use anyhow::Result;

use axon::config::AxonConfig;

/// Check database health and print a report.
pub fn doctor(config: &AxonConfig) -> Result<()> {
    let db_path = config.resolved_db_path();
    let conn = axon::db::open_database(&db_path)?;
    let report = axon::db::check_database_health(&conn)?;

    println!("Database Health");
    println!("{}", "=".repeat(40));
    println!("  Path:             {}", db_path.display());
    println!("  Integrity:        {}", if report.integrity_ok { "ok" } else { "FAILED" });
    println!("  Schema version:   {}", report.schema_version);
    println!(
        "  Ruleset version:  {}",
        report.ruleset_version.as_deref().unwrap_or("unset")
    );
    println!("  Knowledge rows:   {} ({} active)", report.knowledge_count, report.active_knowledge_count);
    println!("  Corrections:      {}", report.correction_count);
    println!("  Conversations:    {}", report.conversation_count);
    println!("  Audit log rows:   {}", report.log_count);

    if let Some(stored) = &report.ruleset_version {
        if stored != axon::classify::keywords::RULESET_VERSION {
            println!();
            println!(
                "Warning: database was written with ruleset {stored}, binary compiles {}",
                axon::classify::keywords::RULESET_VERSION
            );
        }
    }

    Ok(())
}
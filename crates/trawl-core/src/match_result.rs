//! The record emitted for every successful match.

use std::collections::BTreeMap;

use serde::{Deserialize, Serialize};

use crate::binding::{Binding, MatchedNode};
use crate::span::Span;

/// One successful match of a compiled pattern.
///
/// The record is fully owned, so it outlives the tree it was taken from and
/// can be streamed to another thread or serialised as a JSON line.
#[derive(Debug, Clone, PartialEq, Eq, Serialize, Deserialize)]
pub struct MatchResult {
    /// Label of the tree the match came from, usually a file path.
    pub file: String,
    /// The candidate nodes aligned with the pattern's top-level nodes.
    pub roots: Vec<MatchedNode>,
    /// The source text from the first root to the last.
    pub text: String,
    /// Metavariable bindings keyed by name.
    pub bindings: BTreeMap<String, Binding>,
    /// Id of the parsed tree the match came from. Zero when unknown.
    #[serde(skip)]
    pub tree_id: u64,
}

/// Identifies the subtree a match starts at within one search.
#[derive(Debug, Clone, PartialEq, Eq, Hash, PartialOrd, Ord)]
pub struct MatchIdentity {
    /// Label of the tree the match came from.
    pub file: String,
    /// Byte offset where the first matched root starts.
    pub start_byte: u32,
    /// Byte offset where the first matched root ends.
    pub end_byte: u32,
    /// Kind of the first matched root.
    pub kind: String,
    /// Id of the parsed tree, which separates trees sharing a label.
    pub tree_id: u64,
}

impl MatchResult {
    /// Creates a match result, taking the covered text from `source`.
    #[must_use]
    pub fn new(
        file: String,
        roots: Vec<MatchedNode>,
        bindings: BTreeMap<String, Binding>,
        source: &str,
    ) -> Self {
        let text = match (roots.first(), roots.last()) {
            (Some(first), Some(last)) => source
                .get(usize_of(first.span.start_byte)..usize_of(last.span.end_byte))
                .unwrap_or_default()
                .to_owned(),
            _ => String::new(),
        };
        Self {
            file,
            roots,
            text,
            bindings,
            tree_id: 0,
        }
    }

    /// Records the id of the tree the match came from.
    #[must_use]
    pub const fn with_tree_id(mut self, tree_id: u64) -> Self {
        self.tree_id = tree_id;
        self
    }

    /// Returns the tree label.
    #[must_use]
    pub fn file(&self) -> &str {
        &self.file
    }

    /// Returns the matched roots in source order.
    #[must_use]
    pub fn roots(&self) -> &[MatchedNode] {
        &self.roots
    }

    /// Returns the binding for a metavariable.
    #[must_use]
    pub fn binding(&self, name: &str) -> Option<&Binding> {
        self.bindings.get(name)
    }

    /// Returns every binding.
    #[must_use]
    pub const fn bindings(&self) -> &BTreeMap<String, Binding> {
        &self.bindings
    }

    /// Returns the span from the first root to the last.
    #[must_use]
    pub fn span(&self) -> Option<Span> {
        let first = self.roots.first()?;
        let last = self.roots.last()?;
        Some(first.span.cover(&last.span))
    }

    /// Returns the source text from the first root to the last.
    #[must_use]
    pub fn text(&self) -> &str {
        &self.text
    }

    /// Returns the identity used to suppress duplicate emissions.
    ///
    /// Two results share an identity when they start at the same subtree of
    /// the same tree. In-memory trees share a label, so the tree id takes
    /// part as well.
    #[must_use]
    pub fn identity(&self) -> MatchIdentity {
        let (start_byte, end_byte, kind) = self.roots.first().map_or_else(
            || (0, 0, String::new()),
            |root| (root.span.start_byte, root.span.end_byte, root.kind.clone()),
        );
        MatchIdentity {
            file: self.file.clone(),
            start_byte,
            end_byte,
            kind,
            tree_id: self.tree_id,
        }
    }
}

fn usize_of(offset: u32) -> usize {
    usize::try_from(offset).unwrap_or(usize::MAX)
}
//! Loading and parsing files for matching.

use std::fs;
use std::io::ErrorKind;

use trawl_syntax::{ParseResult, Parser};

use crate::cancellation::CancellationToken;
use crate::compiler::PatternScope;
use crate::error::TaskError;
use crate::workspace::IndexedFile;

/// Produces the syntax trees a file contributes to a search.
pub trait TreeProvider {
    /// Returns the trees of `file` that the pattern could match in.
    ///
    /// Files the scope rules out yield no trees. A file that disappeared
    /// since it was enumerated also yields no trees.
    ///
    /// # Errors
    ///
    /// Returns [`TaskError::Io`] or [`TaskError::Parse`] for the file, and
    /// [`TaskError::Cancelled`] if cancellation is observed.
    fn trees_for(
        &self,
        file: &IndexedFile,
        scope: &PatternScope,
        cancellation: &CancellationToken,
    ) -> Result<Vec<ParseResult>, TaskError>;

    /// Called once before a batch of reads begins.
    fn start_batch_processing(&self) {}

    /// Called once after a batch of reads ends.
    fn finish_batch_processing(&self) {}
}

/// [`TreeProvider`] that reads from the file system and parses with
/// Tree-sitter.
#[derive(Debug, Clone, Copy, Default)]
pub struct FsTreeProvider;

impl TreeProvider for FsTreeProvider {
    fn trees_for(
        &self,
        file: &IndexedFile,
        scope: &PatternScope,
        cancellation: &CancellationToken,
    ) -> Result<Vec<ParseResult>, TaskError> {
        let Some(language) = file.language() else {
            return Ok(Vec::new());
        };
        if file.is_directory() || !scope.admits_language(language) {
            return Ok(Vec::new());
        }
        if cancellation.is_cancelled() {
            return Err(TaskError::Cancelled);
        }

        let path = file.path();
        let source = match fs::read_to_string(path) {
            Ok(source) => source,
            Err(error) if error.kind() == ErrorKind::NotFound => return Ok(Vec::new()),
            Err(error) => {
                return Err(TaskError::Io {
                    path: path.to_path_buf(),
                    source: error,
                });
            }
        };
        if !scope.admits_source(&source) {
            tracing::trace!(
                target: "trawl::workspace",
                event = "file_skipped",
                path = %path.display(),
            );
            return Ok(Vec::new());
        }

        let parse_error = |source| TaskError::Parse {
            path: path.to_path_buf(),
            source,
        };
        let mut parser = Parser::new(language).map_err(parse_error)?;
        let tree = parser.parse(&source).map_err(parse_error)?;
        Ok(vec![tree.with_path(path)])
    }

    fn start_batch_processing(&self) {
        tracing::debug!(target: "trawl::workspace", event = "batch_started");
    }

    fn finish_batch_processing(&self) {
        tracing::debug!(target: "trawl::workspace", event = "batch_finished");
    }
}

########################################

### What to produce
When a line of the data holds the string "ParseResult", pick it out and copy it.

### Written answer
use trawl_syntax::{ParseResult, Parser};
    ) -> Result<Vec<ParseResult>, TaskError>;
    ) -> Result<Vec<ParseResult>, TaskError> {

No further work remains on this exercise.